DOMINGO XI DEL TIEMPO ORDINARIO -Ciclo C-


       “¿Por qué has despreciado la palabra del Señor, haciendo lo que a él le parece mal? Mataste a espada a Urías, el hitita, y te quedaste con su mujer”. La Biblia no esconde que el mismo rey David, el amado y elegido de Dios, sucumbió a sus pasiones como muestra el episodio de la mujer de Urías que recuerda hoy la liturgia.  Son constantes las transgresiones que los humanos cometemos constantemente: en el desprecio de la vida humana, en la conculcación de la propiedad material e intelectual, en los ataques a la verdad y al prestigio, en el ámbito  de la sexualidad e incluso en la falta de respeto al mundo en que vivimos.           

Pero junto a la realidad del pecado, para nosotros creyentes, brilla con toda su fuerza la voluntad de Dios de salvar al hombre, de reconducirlo al perdón, a la esperanza, a la vida.
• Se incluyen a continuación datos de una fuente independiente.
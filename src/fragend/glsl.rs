//! GLSL fragment backend.
//!
//! Shader states live in a side table keyed by pipeline handle. When a
//! pipeline is flushed for the first time its *shader authority* is looked
//! up: the oldest ancestor that would generate the same code. The state is
//! attached to that ancestor, to the pipeline, and to the program cache
//! template, so later flushes of any equivalent pipeline reuse the compiled
//! shader.
//!
//! Attachments are dropped when a pipeline changes code-relevant state or is
//! destroyed. A state whose last attachment goes away queues its shader
//! object for deletion; deletion happens on the next call that has access to
//! the [`ShaderCompiler`].

use std::rc::Rc;

use rustc_hash::FxHashMap;
use slotmap::SlotMap;
use xxhash_rust::xxh3::xxh3_128;

use super::assembler::{CodegenContext, SourceAssembler};
use super::shader_state::{CompiledShader, ShaderPhase, ShaderState, ShaderStateKey};
use super::{Fragend, FragendStats, codegen_layer_state, codegen_pipeline_state};
use crate::cache::PipelineCache;
use crate::driver::{ShaderCompiler, ShaderHandle, ShaderStage};
use crate::errors::Result;
use crate::pipeline::{
    LayerHandle, LayerState, PipelineGraph, PipelineHandle, PipelineState, StateObserver,
};
use crate::settings::{DebugFlags, FragendSettings};

pub struct GlslFragend {
    settings: FragendSettings,
    pipeline_state: PipelineState,
    layer_state: LayerState,

    cache: PipelineCache,
    states: SlotMap<ShaderStateKey, ShaderState>,
    attachments: FxHashMap<PipelineHandle, ShaderStateKey>,
    pending_deletes: Vec<ShaderHandle>,

    stats: FragendStats,
}

impl GlslFragend {
    #[must_use]
    pub fn new(settings: FragendSettings) -> Self {
        Self {
            pipeline_state: codegen_pipeline_state(&settings.caps),
            layer_state: codegen_layer_state(&settings.caps),
            cache: PipelineCache::new(&settings),
            settings,
            states: SlotMap::with_key(),
            attachments: FxHashMap::default(),
            pending_deletes: Vec::new(),
            stats: FragendStats::default(),
        }
    }

    #[must_use]
    pub fn settings(&self) -> &FragendSettings {
        &self.settings
    }

    #[must_use]
    pub fn cache(&self) -> &PipelineCache {
        &self.cache
    }

    /// Number of pipelines (user or template) sharing the shader state of
    /// `pipeline`.
    #[must_use]
    pub fn shader_state_refs(&self, pipeline: PipelineHandle) -> Option<usize> {
        self.state_of(pipeline).map(|s| s.ref_count)
    }

    /// Usage count of the cache entry behind the shader state of `pipeline`.
    #[must_use]
    pub fn cache_usage(&self, pipeline: PipelineHandle) -> Option<usize> {
        let entry = self.state_of(pipeline)?.cache_entry?;
        self.cache.fragment_entry(entry).map(|e| e.usage_count)
    }

    fn state_of(&self, pipeline: PipelineHandle) -> Option<&ShaderState> {
        self.attachments
            .get(&pipeline)
            .and_then(|&key| self.states.get(key))
    }

    /// Finds or creates the shader state for a pipeline that has none yet.
    fn find_shader_state(
        &mut self,
        graph: &mut PipelineGraph,
        pipeline: PipelineHandle,
    ) -> Result<ShaderStateKey> {
        // LAYERS is always part of the comparison; leaving it out of the
        // mask only keeps it from shortening the ancestor walk.
        let authority = graph.find_equivalent_parent(
            pipeline,
            self.pipeline_state.difference(PipelineState::LAYERS),
            self.layer_state,
        )?;

        let key = if let Some(&key) = self.attachments.get(&authority) {
            key
        } else {
            let mut cache_entry = None;
            let mut template = None;
            let mut shared = None;

            if !self
                .settings
                .debug
                .contains(DebugFlags::DISABLE_PROGRAM_CACHES)
            {
                let lookup = self.cache.get_fragment_template(graph, authority)?;
                for &pruned in &lookup.pruned {
                    self.detach(pruned);
                }
                if lookup.created {
                    self.stats.cache_misses += 1;
                } else {
                    self.stats.cache_hits += 1;
                }
                shared = self.attachments.get(&lookup.template).copied();
                cache_entry = Some(lookup.entry);
                template = Some(lookup.template);
            }

            let key = shared.unwrap_or_else(|| self.states.insert(ShaderState::new(cache_entry)));
            self.attach(authority, key);
            if let Some(template) = template {
                self.attach(template, key);
            }
            key
        };

        if authority != pipeline {
            self.attach(pipeline, key);
        }
        Ok(key)
    }

    fn attach(&mut self, pipeline: PipelineHandle, key: ShaderStateKey) {
        if self.attachments.get(&pipeline) == Some(&key) {
            return;
        }
        self.detach(pipeline);

        let Some(state) = self.states.get_mut(key) else {
            return;
        };
        state.ref_count += 1;
        if let Some(entry) = state
            .cache_entry
            .and_then(|k| self.cache.fragment_entry_mut(k))
            .filter(|e| e.template != pipeline)
        {
            entry.usage_count += 1;
        }
        self.attachments.insert(pipeline, key);
    }

    fn detach(&mut self, pipeline: PipelineHandle) {
        let Some(key) = self.attachments.remove(&pipeline) else {
            return;
        };
        let Some(state) = self.states.get_mut(key) else {
            return;
        };

        if let Some(entry) = state
            .cache_entry
            .and_then(|k| self.cache.fragment_entry_mut(k))
            .filter(|e| e.template != pipeline)
        {
            entry.usage_count = entry.usage_count.saturating_sub(1);
        }

        state.ref_count = state.ref_count.saturating_sub(1);
        if state.ref_count > 0 {
            return;
        }

        let compiled = self.states.remove(key).and_then(|s| match s.phase {
            ShaderPhase::Compiled(compiled) => Some(compiled),
            _ => None,
        });
        if let Some(compiled) = compiled {
            log::debug!("Releasing fragment shader {:?}", compiled.shader);
            self.pending_deletes.push(compiled.shader);
        }
    }
}

impl StateObserver for GlslFragend {
    fn pipeline_pre_change(&mut self, pipeline: PipelineHandle, change: PipelineState) {
        if change.intersects(self.pipeline_state) {
            self.detach(pipeline);
        }
    }

    fn layer_pre_change(&mut self, owner: PipelineHandle, _layer: LayerHandle, change: LayerState) {
        if change.intersects(self.layer_state) {
            self.detach(owner);
        }
    }

    fn pipeline_destroyed(&mut self, pipeline: PipelineHandle) {
        self.detach(pipeline);
    }
}

impl Fragend for GlslFragend {
    fn start(
        &mut self,
        graph: &mut PipelineGraph,
        compiler: &mut dyn ShaderCompiler,
        pipeline: PipelineHandle,
    ) -> Result<()> {
        self.collect_garbage(compiler);

        let key = match self.attachments.get(&pipeline) {
            Some(&key) => key,
            None => self.find_shader_state(graph, pipeline)?,
        };
        let Some(state) = self.states.get_mut(key) else {
            return Ok(());
        };
        if matches!(state.phase, ShaderPhase::Compiled(_)) {
            return Ok(());
        }

        let cx = CodegenContext {
            graph,
            pipeline,
            settings: &self.settings,
        };
        state.phase = ShaderPhase::Generating(Box::new(SourceAssembler::begin(cx)?));
        Ok(())
    }

    fn add_layer(
        &mut self,
        graph: &PipelineGraph,
        pipeline: PipelineHandle,
        layer: LayerHandle,
    ) -> Result<()> {
        let Some(state) = self
            .attachments
            .get(&pipeline)
            .and_then(|&key| self.states.get_mut(key))
        else {
            return Ok(());
        };
        if let ShaderPhase::Generating(asm) = &mut state.phase {
            asm.add_layer(graph, layer)?;
        }
        Ok(())
    }

    fn end(
        &mut self,
        graph: &PipelineGraph,
        compiler: &mut dyn ShaderCompiler,
        pipeline: PipelineHandle,
    ) -> Result<()> {
        let Some(state) = self
            .attachments
            .get(&pipeline)
            .and_then(|&key| self.states.get_mut(key))
        else {
            return Ok(());
        };
        let asm = match std::mem::take(&mut state.phase) {
            ShaderPhase::Generating(asm) => asm,
            other => {
                state.phase = other;
                return Ok(());
            }
        };

        let cx = CodegenContext {
            graph,
            pipeline,
            settings: &self.settings,
        };
        let source = asm.finish(cx)?;
        let source_hash = xxh3_128(source.as_bytes());

        if self.settings.debug.contains(DebugFlags::SHOW_SOURCE) {
            log::info!("Fragment shader for {pipeline:?}:\n{source}");
        }

        let shader = compiler.create_shader(ShaderStage::Fragment)?;
        self.stats.shaders_generated += 1;

        // Compile failures are not fatal; the pipeline keeps the shader and
        // renders whatever the driver makes of it.
        let compiled = match compiler.compile(shader, &source) {
            Ok(()) => true,
            Err(err) => {
                log::warn!("{err}\n{source}");
                self.stats.compile_failures += 1;
                false
            }
        };

        log::debug!("Generated fragment shader {shader:?} for {pipeline:?} ({source_hash:032x})");

        state.phase = ShaderPhase::Compiled(CompiledShader {
            shader,
            source: Rc::from(source),
            source_hash,
            compiled,
        });
        Ok(())
    }

    fn shader(&self, pipeline: PipelineHandle) -> Option<ShaderHandle> {
        self.state_of(pipeline)?.compiled().map(|c| c.shader)
    }

    fn source(&self, pipeline: PipelineHandle) -> Option<Rc<str>> {
        self.state_of(pipeline)?
            .compiled()
            .map(|c| Rc::clone(&c.source))
    }

    fn source_hash(&self, pipeline: PipelineHandle) -> Option<u128> {
        self.state_of(pipeline)?.compiled().map(|c| c.source_hash)
    }

    fn compile_succeeded(&self, pipeline: PipelineHandle) -> Option<bool> {
        self.state_of(pipeline)?.compiled().map(|c| c.compiled)
    }

    fn stats(&self) -> FragendStats {
        FragendStats {
            live_shader_states: self.states.len(),
            cache_entries: self.cache.fragment_templates().len(),
            ..self.stats
        }
    }

    fn collect_garbage(&mut self, compiler: &mut dyn ShaderCompiler) {
        for shader in self.pending_deletes.drain(..) {
            compiler.delete_shader(shader);
        }
    }

    fn release_all(&mut self, compiler: &mut dyn ShaderCompiler) {
        self.attachments.clear();
        for (_, state) in self.states.drain() {
            if let ShaderPhase::Compiled(compiled) = state.phase {
                self.pending_deletes.push(compiled.shader);
            }
        }
        self.collect_garbage(compiler);
    }

    fn as_observer(&mut self) -> &mut dyn StateObserver {
        self
    }
}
Cuando el profeta reprocha a David su pecado y el rey no duda en reconocer: “He pecado contra el Señor”, Natán añade inmediatamente: “El Señor ha perdonado tu pecado”. Y este consolador mensaje se repite sin cesar, de modo que si el perdón no nos llega no es por culpa de Dios, sino por culpa nuestra, por no querer reconocer que nos hemos equivocado.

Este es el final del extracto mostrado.